Seizing upon the opening, the government is set to send a team of technical experts to the IAEA "soon" to work out the text of an "India-specific" safeguards agreement.
Foreign Secretary Shiv Shankar Menon will set the ball rolling on Monday with a meeting with US Ambassador David Mulford. The discussions will include a reassessment of the next steps with a new timeline in play after the Left parties allowed the government to hold formal talks with the IAEA.
The earlier timeline envisaged an October-November discussion at the Nuclear Suppliers Group (NSG) after a safeguards agreement had been stitched up at the IAEA. It was to end with a US Congress vote on the deal by early 2008.
Obviously, that timeline no longer holds. A fresh timeline will be based on how long India takes to negotiate an IAEA safeguards agreement and when the US and other nuclear powers like UK, France and Russia can get the NSG to meet for a formal discussion on the India waiver.
According to sources, India, if it wants to, will not take more than a few weeks to work out an IAEA safeguards. Informal talks have already happened at various levels between the DAE and the IAEA. Technical experts from the two sides met for discussions on the agreement but that was well before the 123 Agreement had been signed.
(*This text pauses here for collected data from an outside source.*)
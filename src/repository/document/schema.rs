//! Database schema initialization.

use super::DocumentRepository;
use crate::repository::Result;

impl DocumentRepository {
    /// Initialize the database schema.
    pub(crate) fn init_schema(&self) -> Result<()> {
        let conn = self.connect()?;
        conn.execute_batch(
            r#"
            CREATE TABLE IF NOT EXISTS documents (
                id INTEGER PRIMARY KEY AUTOINCREMENT,
                title TEXT NOT NULL,
                file_name TEXT NOT NULL,
                mime_type TEXT NOT NULL,
                size_bytes INTEGER NOT NULL,
                notes TEXT NOT NULL DEFAULT '',
                extracted_text TEXT NOT NULL DEFAULT '',
                ocr_text TEXT,
                ocr_tsv TEXT,
                hints TEXT,
                created_at TEXT NOT NULL,
                updated_at TEXT NOT NULL
            );

            CREATE TABLE IF NOT EXISTS document_files (
                document_id INTEGER PRIMARY KEY,
                data BLOB NOT NULL,
                FOREIGN KEY (document_id) REFERENCES documents(id) ON DELETE CASCADE
            );

            CREATE TABLE IF NOT EXISTS entities (
                id INTEGER PRIMARY KEY AUTOINCREMENT,
                kind TEXT NOT NULL,
                name TEXT NOT NULL,
                created_at TEXT NOT NULL,
                UNIQUE (kind, name)
            );

            CREATE INDEX IF NOT EXISTS idx_entities_kind ON entities(kind);
        "#,
        )?;
        Ok(())
    }
}
//! Repository layer for document persistence.
//!
//! Extraction code talks to the store only through [`DocumentStore`]; the
//! SQLite implementation lives in [`document`].

mod document;

use std::path::{Path, PathBuf};
use std::time::Duration;

use chrono::{DateTime, Utc};
use rusqlite::Connection;

use crate::models::{Document, EntityKind, KnownEntities};

pub use document::{sanitize_filename, DocumentRepository};

/// Errors from the document store.
#[derive(Debug, thiserror::Error)]
pub enum StoreError {
    #[error("database error: {0}")]
    Database(#[from] rusqlite::Error),
    #[error("document {0} not found")]
    NotFound(i64),
    #[error("I/O error: {0}")]
    Io(#[from] std::io::Error),
    #[error("serialization error: {0}")]
    Serialization(#[from] serde_json::Error),
}

pub type Result<T> = std::result::Result<T, StoreError>;

/// Narrow store interface used by extraction and the CLI.
pub trait DocumentStore: Send + Sync {
    /// Write the stored file to a local cache and return its path.
    fn extract_cached_copy(&self, id: i64) -> Result<PathBuf>;

    /// Persist OCR output for a document.
    fn update_ocr(&self, id: i64, text: &str, tsv: &str) -> Result<()>;

    fn get_document(&self, id: i64) -> Result<Document>;

    /// Save title, notes, text, and hints of an existing document.
    fn update_document(&self, doc: &Document) -> Result<()>;

    /// Names of existing vendors, projects, and appliances.
    fn list_known_entity_names(&self) -> Result<KnownEntities>;

    /// Insert a new document with its file content. Returns the new ID.
    fn insert_document(&self, doc: &Document, data: &[u8]) -> Result<i64>;

    /// All documents, newest first.
    fn list_documents(&self) -> Result<Vec<Document>>;

    /// Register a named entity. Adding an existing name is a no-op.
    fn add_entity(&self, kind: EntityKind, name: &str) -> Result<()>;
}

/// Open a connection with the pragmas every repository expects.
pub(crate) fn connect(db_path: &Path) -> Result<Connection> {
    let conn = Connection::open(db_path)?;
    conn.busy_timeout(Duration::from_secs(5))?;
    conn.pragma_update(None, "foreign_keys", "ON")?;
    conn.pragma_update_and_check(None, "journal_mode", "WAL", |row| row.get::<_, String>(0))?;
    Ok(conn)
}

/// Parse a datetime string from the database, defaulting to Unix epoch on error.
pub fn parse_datetime(s: &str) -> DateTime<Utc> {
    DateTime::parse_from_rfc3339(s)
        .map(|dt| dt.with_timezone(&Utc))
        .unwrap_or(DateTime::UNIX_EPOCH)
}

#[cfg(test)]
pub(crate) mod testing;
The big thing in the safeguards agreement will be the nuancing of the language on the fuel supply assurances and the corrective measures that India will take.
Nuclear expert G Balachandran said, "Fuel supply assurances are not part of any standard safeguards agreement, so that will take some creative interpretation. But since all parties expect that there will be an India-specific agreement, this aspect will be expected."
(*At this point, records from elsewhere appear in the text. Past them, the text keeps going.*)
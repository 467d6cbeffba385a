//! In-memory store for tests.

use std::collections::HashMap;
use std::path::PathBuf;
use std::sync::atomic::{AtomicBool, AtomicUsize, Ordering};
use std::sync::Mutex;

use tempfile::TempDir;

use super::{DocumentStore, Result, StoreError};
use crate::models::{Document, EntityKind, KnownEntities};

pub(crate) struct MemoryStore {
    dir: TempDir,
    docs: Mutex<HashMap<i64, (Document, Vec<u8>)>>,
    known: Mutex<KnownEntities>,
    writes: AtomicUsize,
    copies: AtomicUsize,
    fail_writes: AtomicBool,
    fail_copies: AtomicBool,
}

impl MemoryStore {
    pub fn new() -> Self {
        Self {
            dir: TempDir::new().unwrap(),
            docs: Mutex::new(HashMap::new()),
            known: Mutex::new(KnownEntities::default()),
            writes: AtomicUsize::new(0),
            copies: AtomicUsize::new(0),
            fail_writes: AtomicBool::new(false),
            fail_copies: AtomicBool::new(false),
        }
    }

    /// Add a document and return its ID.
    pub fn add(&self, file_name: &str, mime: &str, text: &str, data: &[u8]) -> i64 {
        let mut doc = Document::new(
            file_name.to_string(),
            file_name.to_string(),
            mime.to_string(),
            data.len() as i64,
        );
        doc.extracted_text = text.to_string();
        let mut docs = self.docs.lock().unwrap();
        let id = docs.len() as i64 + 1;
        doc.id = id;
        docs.insert(id, (doc, data.to_vec()));
        id
    }

    /// Count of `update_ocr` + `update_document` calls that succeeded.
    pub fn writes(&self) -> usize {
        self.writes.load(Ordering::SeqCst)
    }

    pub fn set_fail_writes(&self, fail: bool) {
        self.fail_writes.store(fail, Ordering::SeqCst);
    }

    /// Count of `extract_cached_copy` calls.
    pub fn copies(&self) -> usize {
        self.copies.load(Ordering::SeqCst)
    }

    pub fn set_fail_copies(&self, fail: bool) {
        self.fail_copies.store(fail, Ordering::SeqCst);
    }

    pub fn doc(&self, id: i64) -> Document {
        self.docs.lock().unwrap()[&id].0.clone()
    }

    fn check_write(&self) -> Result<()> {
        if self.fail_writes.load(Ordering::SeqCst) {
            return Err(StoreError::Io(std::io::Error::other("disk full")));
        }
        Ok(())
    }
}

impl DocumentStore for MemoryStore {
    fn extract_cached_copy(&self, id: i64) -> Result<PathBuf> {
        self.copies.fetch_add(1, Ordering::SeqCst);
        if self.fail_copies.load(Ordering::SeqCst) {
            return Err(StoreError::Io(std::io::Error::other("cache unreadable")));
        }
        let docs = self.docs.lock().unwrap();
        let (doc, data) = docs.get(&id).ok_or(StoreError::NotFound(id))?;
        let path = self.dir.path().join(format!("{}-{}", id, doc.file_name));
        std::fs::write(&path, data)?;
        Ok(path)
    }

    fn update_ocr(&self, id: i64, text: &str, tsv: &str) -> Result<()> {
        self.check_write()?;
        let mut docs = self.docs.lock().unwrap();
        let (doc, _) = docs.get_mut(&id).ok_or(StoreError::NotFound(id))?;
        doc.ocr_text = Some(text.to_string());
        doc.ocr_tsv = Some(tsv.to_string());
        self.writes.fetch_add(1, Ordering::SeqCst);
        Ok(())
    }

    fn get_document(&self, id: i64) -> Result<Document> {
        let docs = self.docs.lock().unwrap();
        docs.get(&id)
            .map(|(doc, _)| doc.clone())
            .ok_or(StoreError::NotFound(id))
    }

    fn update_document(&self, doc: &Document) -> Result<()> {
        self.check_write()?;
        let mut docs = self.docs.lock().unwrap();
        let (stored, _) = docs.get_mut(&doc.id).ok_or(StoreError::NotFound(doc.id))?;
        *stored = doc.clone();
        self.writes.fetch_add(1, Ordering::SeqCst);
        Ok(())
    }

    fn list_known_entity_names(&self) -> Result<KnownEntities> {
        Ok(self.known.lock().unwrap().clone())
    }

    fn insert_document(&self, doc: &Document, data: &[u8]) -> Result<i64> {
        Ok(self.add(&doc.file_name, &doc.mime_type, &doc.extracted_text, data))
    }

    fn list_documents(&self) -> Result<Vec<Document>> {
        let docs = self.docs.lock().unwrap();
        Ok(docs.values().map(|(doc, _)| doc.clone()).collect())
    }

    fn add_entity(&self, kind: EntityKind, name: &str) -> Result<()> {
        let mut known = self.known.lock().unwrap();
        let list = match kind {
            EntityKind::Vendor => &mut known.vendors,
            EntityKind::Project => &mut known.projects,
            EntityKind::Appliance => &mut known.appliances,
            _ => return Ok(()),
        };
        list.push(name.to_string());
        Ok(())
    }
}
Director-general of IAEA Mohammed El-Baradei has been one of the strongest supporters of the nuclear deal and during his recent round of talks with the Indian leadership in Delhi, he promised to expedite matters once India decided to approach the IAEA.
The government has committed that the document would be brought to the UPA-Left committee before being initialled and taken to the board of governors. The latter are unlikely to pose a problem, because they will get a peek into the draft when it is being negotiated.